* [Problem statement]: Determine how many lines in the entries contain the word "Reconciled", and give that number with no other text.

BEGIN Data for processing

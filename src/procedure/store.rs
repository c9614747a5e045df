//! Durable procedure log
//!
//! Append-only store of procedure state transitions. Each append is one
//! framed entry carrying a batch of [`LogRecord`]s, so a batch (a parent's
//! suspended state plus its new children) is either fully replayed or not
//! at all.
//!
//! Entry format: `[MAGIC][SEQUENCE][PAYLOAD_LEN][PAYLOAD][CRC32]` where the
//! payload is the bincode encoding of `Vec<LogRecord>` and the checksum covers
//! sequence, length and payload.
//!
//! Replay order is append order. A torn or corrupted tail is reported and cut
//! off when the log is opened; nothing after it is trusted.

use super::{ProcId, ProcedureRecord};
use crate::common::{crc32, Error, LogSyncPolicy, Result};
use serde::{Deserialize, Serialize};
use std::fs::{File, OpenOptions};
use std::io::{BufReader, BufWriter, Read, Write};
use std::path::{Path, PathBuf};
use std::sync::{Arc, Mutex};

const LOG_MAGIC: [u8; 4] = [0x50, 0x4C, 0x47, 0x31]; // "PLG1"
const HEADER_LEN: u64 = 4 + 8 + 4;
const MAX_PAYLOAD: u32 = 64 * 1024 * 1024;

#[derive(Debug, Clone, Serialize, Deserialize)]
pub enum LogRecord {
    /// Full state of a procedure after a transition
    Update(ProcedureRecord),
    /// The procedure is gone; earlier records for it may be compacted away
    Delete(ProcId),
}

impl LogRecord {
    pub fn proc_id(&self) -> ProcId {
        match self {
            LogRecord::Update(r) => r.id,
            LogRecord::Delete(id) => *id,
        }
    }
}

/// Persistence primitive for the executor.
///
/// `append` must not return `Ok` until the records would survive a process
/// crash. Any `Err` from `append` is treated as a fatal durability failure.
pub trait ProcedureLog: Send {
    fn append(&mut self, records: &[LogRecord]) -> Result<()>;

    /// Every record in append order. May be called any number of times.
    fn read_all(&self) -> Result<Vec<LogRecord>>;

    /// Rewrite the log so that it holds only `live`.
    fn compact(&mut self, live: &[ProcedureRecord]) -> Result<()>;

    /// Records appended since the last compaction (or open).
    fn appended_since_compaction(&self) -> usize;
}

/// File-backed log.
pub struct FileProcedureLog {
    path: PathBuf,
    writer: BufWriter<File>,
    next_sequence: u64,
    sync_policy: LogSyncPolicy,
    appended: usize,
}

impl FileProcedureLog {
    /// Open or create the log file. A corrupted tail is truncated so new
    /// appends land after the last valid entry.
    pub fn open(path: impl AsRef<Path>, sync_policy: LogSyncPolicy) -> Result<Self> {
        let path = path.as_ref().to_path_buf();

        if let Some(parent) = path.parent() {
            if !parent.as_os_str().is_empty() {
                std::fs::create_dir_all(parent)?;
            }
        }

        let scan = Self::scan(&path)?;
        let file = OpenOptions::new()
            .create(true)
            .read(true)
            .write(true)
            .truncate(false)
            .open(&path)?;
        let len = file.metadata()?.len();
        if scan.valid_len < len {
            tracing::warn!(
                path = %path.display(),
                valid = scan.valid_len,
                len,
                "Truncating corrupted procedure log tail"
            );
            file.set_len(scan.valid_len)?;
            file.sync_all()?;
        }
        drop(file);

        let file = OpenOptions::new().append(true).open(&path)?;

        Ok(Self {
            path,
            writer: BufWriter::new(file),
            next_sequence: scan.next_sequence,
            sync_policy,
            appended: scan.records,
        })
    }

    pub fn path(&self) -> &Path {
        &self.path
    }

    fn scan(path: &Path) -> Result<Scan> {
        let mut scan = Scan::default();
        Self::for_each_entry(path, |seq, records, end| {
            scan.next_sequence = seq + 1;
            scan.valid_len = end;
            scan.records += records.len();
        })?;
        Ok(scan)
    }

    /// Walk valid entries, stopping at the first corrupted one.
    fn for_each_entry<F>(path: &Path, mut callback: F) -> Result<()>
    where
        F: FnMut(u64, Vec<LogRecord>, u64),
    {
        let file = match File::open(path) {
            Ok(f) => f,
            Err(e) if e.kind() == std::io::ErrorKind::NotFound => return Ok(()),
            Err(e) => return Err(e.into()),
        };

        let mut reader = BufReader::new(file);
        let mut offset = 0u64;

        loop {
            match Self::read_entry(&mut reader) {
                Ok(Some((sequence, records, len))) => {
                    offset += len;
                    callback(sequence, records, offset);
                }
                Ok(None) => break,
                Err(e) => {
                    tracing::warn!("Procedure log replay stopped at corrupted entry: {}", e);
                    break;
                }
            }
        }

        Ok(())
    }

    fn read_entry<R: Read>(reader: &mut R) -> Result<Option<(u64, Vec<LogRecord>, u64)>> {
        // Read magic
        let mut magic = [0u8; 4];
        match reader.read_exact(&mut magic) {
            Ok(_) => {}
            Err(e) if e.kind() == std::io::ErrorKind::UnexpectedEof => return Ok(None),
            Err(e) => return Err(e.into()),
        }

        if magic != LOG_MAGIC {
            return Err(Error::Corrupted("invalid procedure log magic".into()));
        }

        let mut seq_bytes = [0u8; 8];
        reader.read_exact(&mut seq_bytes)?;
        let sequence = u64::from_le_bytes(seq_bytes);

        let mut len_bytes = [0u8; 4];
        reader.read_exact(&mut len_bytes)?;
        let payload_len = u32::from_le_bytes(len_bytes);
        if payload_len > MAX_PAYLOAD {
            return Err(Error::Corrupted(format!(
                "payload length {} exceeds limit",
                payload_len
            )));
        }

        let mut payload = vec![0u8; payload_len as usize];
        reader.read_exact(&mut payload)?;

        let mut checksum_bytes = [0u8; 4];
        reader.read_exact(&mut checksum_bytes)?;
        let stored = u32::from_le_bytes(checksum_bytes);

        let computed = checksum(&seq_bytes, &len_bytes, &payload);
        if computed != stored {
            return Err(Error::ChecksumMismatch {
                expected: stored,
                actual: computed,
            });
        }

        let records: Vec<LogRecord> = bincode::deserialize(&payload)
            .map_err(|e| Error::Corrupted(format!("undecodable entry {}: {}", sequence, e)))?;

        Ok(Some((
            sequence,
            records,
            HEADER_LEN + payload_len as u64 + 4,
        )))
    }

    fn write_entry<W: Write>(writer: &mut W, sequence: u64, records: &[LogRecord]) -> Result<()> {
        let payload = bincode::serialize(records)?;
        if payload.len() > MAX_PAYLOAD as usize {
            return Err(Error::ProcedureLog(format!(
                "entry of {} bytes exceeds limit",
                payload.len()
            )));
        }
        let seq_bytes = sequence.to_le_bytes();
        let len_bytes = (payload.len() as u32).to_le_bytes();

        writer.write_all(&LOG_MAGIC)?;
        writer.write_all(&seq_bytes)?;
        writer.write_all(&len_bytes)?;
        writer.write_all(&payload)?;
        writer.write_all(&checksum(&seq_bytes, &len_bytes, &payload).to_le_bytes())?;
        Ok(())
    }

    /// Push the buffered entry out according to the sync policy. Every
    /// policy flushes, so the entry is readable before `append` returns.
    fn maybe_sync(&mut self) -> Result<()> {
        self.writer.flush()?;
        if self.sync_policy == LogSyncPolicy::Always {
            self.writer.get_ref().sync_all()?;
        }
        Ok(())
    }

    /// Sync to disk
    pub fn sync(&mut self) -> Result<()> {
        self.writer.flush()?;
        self.writer.get_ref().sync_all()?;
        Ok(())
    }
}

impl ProcedureLog for FileProcedureLog {
    fn append(&mut self, records: &[LogRecord]) -> Result<()> {
        if records.is_empty() {
            return Ok(());
        }
        let sequence = self.next_sequence;
        Self::write_entry(&mut self.writer, sequence, records)?;
        self.maybe_sync()?;
        self.next_sequence += 1;
        self.appended += records.len();
        Ok(())
    }

    fn read_all(&self) -> Result<Vec<LogRecord>> {
        let mut out = Vec::new();
        Self::for_each_entry(&self.path, |_, records, _| out.extend(records))?;
        Ok(out)
    }

    /// Write the live set to a sibling file, fsync it, then rename it over the
    /// log. A crash at any point leaves either the old or the new log intact.
    fn compact(&mut self, live: &[ProcedureRecord]) -> Result<()> {
        self.writer.flush()?;

        let tmp = self.path.with_extension("compact");
        {
            let file = OpenOptions::new()
                .create(true)
                .write(true)
                .truncate(true)
                .open(&tmp)?;
            let mut writer = BufWriter::new(file);
            if !live.is_empty() {
                let records: Vec<LogRecord> =
                    live.iter().cloned().map(LogRecord::Update).collect();
                Self::write_entry(&mut writer, 0, &records)?;
            }
            writer.flush()?;
            writer.get_ref().sync_all()?;
        }
        std::fs::rename(&tmp, &self.path)?;
        if let Some(parent) = self.path.parent() {
            if let Ok(dir) = File::open(parent) {
                dir.sync_all().ok();
            }
        }

        let file = OpenOptions::new().append(true).open(&self.path)?;
        self.writer = BufWriter::new(file);
        self.next_sequence = 1;
        self.appended = live.len();

        tracing::debug!(live = live.len(), "Compacted procedure log");
        Ok(())
    }

    fn appended_since_compaction(&self) -> usize {
        self.appended
    }
}

#[derive(Debug, Default)]
struct Scan {
    next_sequence: u64,
    valid_len: u64,
    records: usize,
}

fn checksum(seq_bytes: &[u8; 8], len_bytes: &[u8; 4], payload: &[u8]) -> u32 {
    let mut data = Vec::with_capacity(12 + payload.len());
    data.extend_from_slice(seq_bytes);
    data.extend_from_slice(len_bytes);
    data.extend_from_slice(payload);
    crc32(&data)
}

/// In-memory log. Clones share the same storage, so a test can hand one
/// clone to a master, drop the master and replay from another clone.
#[derive(Clone, Default)]
pub struct MemoryProcedureLog {
    entries: Arc<Mutex<Vec<LogRecord>>>,
    appended: usize,
}

impl MemoryProcedureLog {
    pub fn new() -> Self {
        Self::default()
    }

    pub fn len(&self) -> usize {
        self.lock().len()
    }

    pub fn is_empty(&self) -> bool {
        self.lock().is_empty()
    }

    fn lock(&self) -> std::sync::MutexGuard<'_, Vec<LogRecord>> {
        self.entries.lock().unwrap_or_else(|e| e.into_inner())
    }
}

impl ProcedureLog for MemoryProcedureLog {
    fn append(&mut self, records: &[LogRecord]) -> Result<()> {
        self.lock().extend_from_slice(records);
        self.appended += records.len();
        Ok(())
    }

    fn read_all(&self) -> Result<Vec<LogRecord>> {
        Ok(self.lock().clone())
    }

    fn compact(&mut self, live: &[ProcedureRecord]) -> Result<()> {
        *self.lock() = live.iter().cloned().map(LogRecord::Update).collect();
        self.appended = live.len();
        Ok(())
    }

    fn appended_since_compaction(&self) -> usize {
        self.appended
    }
}
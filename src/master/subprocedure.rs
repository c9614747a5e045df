//! Child procedures spawned by crash recovery. Each is a single step.

use super::server_state::{PartitionRef, ServerName};
use crate::common::Result;
use crate::procedure::{Flow, StepContext};
use serde::{Deserialize, Serialize};

/// Split one write-ahead-log segment of a dead server.
#[derive(Debug, Clone, Serialize, Deserialize)]
pub struct SplitLogData {
    pub server: ServerName,
    pub segment: String,
}

/// Move one partition off a dead server. Holds `partition:<name>`.
#[derive(Debug, Clone, Serialize, Deserialize)]
pub struct ReassignData {
    pub partition: PartitionRef,
    pub from: ServerName,
}

pub(crate) async fn split_log(d: &mut SplitLogData, ctx: &mut StepContext<'_>) -> Result<Flow> {
    ctx.env()
        .cluster
        .logs
        .split_segment(&d.server, &d.segment)
        .await?;
    tracing::debug!(proc_id = ctx.proc_id(), server = %d.server, segment = %d.segment, "Segment split");
    Ok(Flow::Done)
}

pub(crate) async fn reassign(d: &mut ReassignData, ctx: &mut StepContext<'_>) -> Result<Flow> {
    ctx.env()
        .cluster
        .partitions
        .reassign(&d.partition, &d.from)
        .await?;
    Ok(Flow::Done)
}
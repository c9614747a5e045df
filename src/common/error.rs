//! Error types for failover

use thiserror::Error;

pub type Result<T> = std::result::Result<T, Error>;

#[derive(Error, Debug)]
pub enum Error {
    // === I/O Errors ===
    #[error("I/O error: {0}")]
    Io(#[from] std::io::Error),

    // === Procedure Log Errors ===
    #[error("Corrupted data: {0}")]
    Corrupted(String),

    #[error("Checksum mismatch: expected {expected:#010x}, got {actual:#010x}")]
    ChecksumMismatch { expected: u32, actual: u32 },

    #[error("Procedure log error: {0}")]
    ProcedureLog(String),

    /// A procedure state transition could not be made durable. Fatal to the executor.
    #[error("Durability failure: {0}")]
    Durability(String),

    #[error("Procedure executor is halted")]
    Halted,

    #[error("Procedure executor is stopping")]
    Stopping,

    // === Tracker / Procedure Errors ===
    #[error("Server not found: {0}")]
    ServerNotFound(String),

    #[error("Procedure not found: {0}")]
    ProcedureNotFound(u64),

    #[error("Invalid server name: {0}")]
    InvalidServerName(String),

    #[error("Illegal state transition for {server}: {reason}")]
    IllegalTransition { server: String, reason: String },

    #[error("Child procedure {child} failed: {reason}")]
    ChildFailed { child: u64, reason: String },

    // === Collaborator Errors ===
    #[error("Collaborator unavailable: {0}")]
    Unavailable(String),

    #[error("Collaborator error: {0}")]
    Collaborator(String),

    // === Network Errors ===
    #[error("HTTP error: {0}")]
    Http(String),

    // === Config Errors ===
    #[error("Invalid configuration: {0}")]
    InvalidConfig(String),

    // === Generic ===
    #[error("Serialization error: {0}")]
    Serialization(String),

    #[error("Internal error: {0}")]
    Internal(String),

    #[error("Operation timeout: {0}")]
    Timeout(String),

    #[error("{0}")]
    Other(String),
}

impl Error {
    /// Is this a retryable error?
    ///
    /// Retryable errors keep a procedure at its current step; everything else
    /// is terminal for the procedure that hit it.
    pub fn is_retryable(&self) -> bool {
        matches!(self, Error::Unavailable(_) | Error::Timeout(_))
    }

    /// Errors after which the executor must stop advancing procedures.
    pub fn is_fatal(&self) -> bool {
        matches!(self, Error::Durability(_) | Error::Halted)
    }

    /// Convert to HTTP status code
    pub fn to_http_status(&self) -> axum::http::StatusCode {
        use axum::http::StatusCode;
        match self {
            Error::ServerNotFound(_) | Error::ProcedureNotFound(_) => StatusCode::NOT_FOUND,
            Error::InvalidServerName(_) | Error::InvalidConfig(_) => StatusCode::BAD_REQUEST,
            Error::Timeout(_) => StatusCode::REQUEST_TIMEOUT,
            Error::Unavailable(_) | Error::Halted | Error::Stopping | Error::Durability(_) => {
                StatusCode::SERVICE_UNAVAILABLE
            }
            _ => StatusCode::INTERNAL_SERVER_ERROR,
        }
    }
}

// Implement From for common error types
impl From<&str> for Error {
    fn from(s: &str) -> Self {
        Error::Other(s.to_string())
    }
}

impl From<String> for Error {
    fn from(s: String) -> Self {
        Error::Other(s)
    }
}

impl From<anyhow::Error> for Error {
    fn from(e: anyhow::Error) -> Self {
        Error::Other(e.to_string())
    }
}

impl From<bincode::Error> for Error {
    fn from(e: bincode::Error) -> Self {
        Error::Serialization(e.to_string())
    }
}

impl From<serde_json::Error> for Error {
    fn from(e: serde_json::Error) -> Self {
        Error::Serialization(e.to_string())
    }
}

impl From<config::ConfigError> for Error {
    fn from(e: config::ConfigError) -> Self {
        Error::InvalidConfig(e.to_string())
    }
}

impl From<reqwest::Error> for Error {
    fn from(e: reqwest::Error) -> Self {
        if e.is_timeout() {
            Error::Timeout(e.to_string())
        } else if e.is_connect() {
            Error::Unavailable(e.to_string())
        } else {
            Error::Http(e.to_string())
        }
    }
}

#[cfg(test)]
mod tests {
    use super::*;

    #[test]
    fn test_retryable_classification() {
        assert!(Error::Unavailable("meta offline".into()).is_retryable());
        assert!(Error::Timeout("split".into()).is_retryable());
        assert!(!Error::Collaborator("bad region".into()).is_retryable());
        assert!(!Error::Durability("disk full".into()).is_retryable());
        assert!(Error::Durability("disk full".into()).is_fatal());
        assert!(!Error::Unavailable("x".into()).is_fatal());
    }

    #[test]
    fn test_http_status() {
        use axum::http::StatusCode;
        assert_eq!(
            Error::ServerNotFound("a".into()).to_http_status(),
            StatusCode::NOT_FOUND
        );
        assert_eq!(Error::Halted.to_http_status(), StatusCode::SERVICE_UNAVAILABLE);
    }
}
//! HTTP client for the master admin API

use crate::common::{Error, Result};
use crate::master::http::{ExpireResponse, RegisterRequest};
use crate::master::{Registration, ServerName, ServerStateNode};
use crate::procedure::{ProcId, ProcedureInfo};
use serde::de::DeserializeOwned;
use std::time::Duration;

pub struct AdminClient {
    base: String,
    http: reqwest::Client,
}

impl AdminClient {
    pub fn new(base: impl Into<String>) -> Result<Self> {
        let http = reqwest::Client::builder()
            .timeout(Duration::from_secs(30))
            .build()?;
        Ok(Self {
            base: base.into().trim_end_matches('/').to_string(),
            http,
        })
    }

    pub async fn health(&self) -> Result<serde_json::Value> {
        self.get("/health").await
    }

    pub async fn expire(&self, server: &ServerName) -> Result<ExpireResponse> {
        self.post(&format!("/admin/servers/{}/expire", server), &()).await
    }

    pub async fn server(&self, server: &ServerName) -> Result<ServerStateNode> {
        self.get(&format!("/admin/servers/{}", server)).await
    }

    pub async fn servers(&self) -> Result<Vec<ServerStateNode>> {
        self.get("/admin/servers").await
    }

    pub async fn register(&self, server: &ServerName, partitions: Vec<String>) -> Result<Registration> {
        let req = RegisterRequest {
            name: server.to_string(),
            partitions,
        };
        self.post("/admin/servers/register", &req).await
    }

    pub async fn reconcile(&self) -> Result<Vec<ProcId>> {
        #[derive(serde::Deserialize)]
        struct Reconciled {
            submitted: Vec<ProcId>,
        }
        let r: Reconciled = self.post("/admin/reconcile", &()).await?;
        Ok(r.submitted)
    }

    pub async fn procedures(&self) -> Result<Vec<ProcedureInfo>> {
        self.get("/admin/procedures").await
    }

    pub async fn procedure(&self, id: ProcId) -> Result<ProcedureInfo> {
        self.get(&format!("/admin/procedures/{}", id)).await
    }

    /// Poll until `id` finishes.
    pub async fn wait(&self, id: ProcId, timeout: Duration) -> Result<ProcedureInfo> {
        let deadline = tokio::time::Instant::now() + timeout;
        loop {
            let info = self.procedure(id).await?;
            if info.is_finished() {
                return Ok(info);
            }
            if tokio::time::Instant::now() >= deadline {
                return Err(Error::Timeout(format!(
                    "procedure {} still at step {}",
                    id, info.step
                )));
            }
            tokio::time::sleep(Duration::from_millis(200)).await;
        }
    }

    async fn get<T: DeserializeOwned>(&self, path: &str) -> Result<T> {
        let resp = self.http.get(format!("{}{}", self.base, path)).send().await?;
        decode(resp).await
    }

    async fn post<B: serde::Serialize, T: DeserializeOwned>(&self, path: &str, body: &B) -> Result<T> {
        let resp = self
            .http
            .post(format!("{}{}", self.base, path))
            .json(body)
            .send()
            .await?;
        decode(resp).await
    }
}

async fn decode<T: DeserializeOwned>(resp: reqwest::Response) -> Result<T> {
    let status = resp.status();
    if status.is_success() {
        return Ok(resp.json().await?);
    }
    let body: serde_json::Value = resp.json().await.unwrap_or_default();
    let message = body
        .get("error")
        .and_then(|e| e.as_str())
        .unwrap_or("no detail")
        .to_string();
    Err(match status.as_u16() {
        503 => Error::Unavailable(message),
        _ => Error::Http(format!("{}: {}", status, message)),
    })
}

END Data for processing

* [Answer for this exercise]: 2